*** Provided information Section Begins ***
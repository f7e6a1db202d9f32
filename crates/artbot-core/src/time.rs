use chrono::{DateTime, NaiveDateTime, Utc};
use serde::{Deserialize, Deserializer};

/// Current wall-clock time, the hub's single source of "now" for records.
pub fn timestamp_now() -> DateTime<Utc> {
    Utc::now()
}

/// Parse an agent timestamp. Agents emit either RFC 3339 or a naive
/// ISO 8601 string (no offset), which is taken as UTC.
pub fn parse_timestamp(s: &str) -> Option<DateTime<Utc>> {
    if let Ok(dt) = DateTime::parse_from_rfc3339(s) {
        return Some(dt.with_timezone(&Utc));
    }
    NaiveDateTime::parse_from_str(s, "%Y-%m-%dT%H:%M:%S%.f")
        .ok()
        .map(|naive| naive.and_utc())
}

/// Serde helper for optional agent timestamps.
pub fn deserialize_optional_timestamp<'de, D>(
    deserializer: D,
) -> Result<Option<DateTime<Utc>>, D::Error>
where
    D: Deserializer<'de>,
{
    let raw = Option::<String>::deserialize(deserializer)?;
    match raw {
        None => Ok(None),
        Some(s) => parse_timestamp(&s)
            .map(Some)
            .ok_or_else(|| serde::de::Error::custom(format!("invalid timestamp: {s}"))),
    }
}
*** Provided information Section Ends ***
Action item: Reproduce all the records shown above, unchanged.

Answer:
repository f7e6a1db202d9f32
filename crates/artbot-core/src/time.rs
use chrono::{DateTime, NaiveDateTime, Utc};
use serde::{Deserialize, Deserializer};

/// Current wall-clock time, the hub's single source of "now" for records.
pub fn timestamp_now() -> DateTime<Utc> {
    Utc::now()
}

/// Parse an agent timestamp. Agents emit either RFC 3339 or a naive
/// ISO 8601 string (no offset), which is taken as UTC.
pub fn parse_timestamp(s: &str) -> Option<DateTime<Utc>> {
    if let Ok(dt) = DateTime::parse_from_rfc3339(s) {
        return Some(dt.with_timezone(&Utc));
    }
    NaiveDateTime::parse_from_str(s, "%Y-%m-%dT%H:%M:%S%.f")
        .ok()
        .map(|naive| naive.and_utc())
}

/// Serde helper for optional agent timestamps.
pub fn deserialize_optional_timestamp<'de, D>(
    deserializer: D,
) -> Result<Option<DateTime<Utc>>, D::Error>
where
    D: Deserializer<'de>,
{
    let raw = Option::<String>::deserialize(deserializer)?;
    match raw {
        None => Ok(None),
        Some(s) => parse_timestamp(&s)
            .map(Some)
            .ok_or_else(|| serde::de::Error::custom(format!("invalid timestamp: {s}"))),
    }
}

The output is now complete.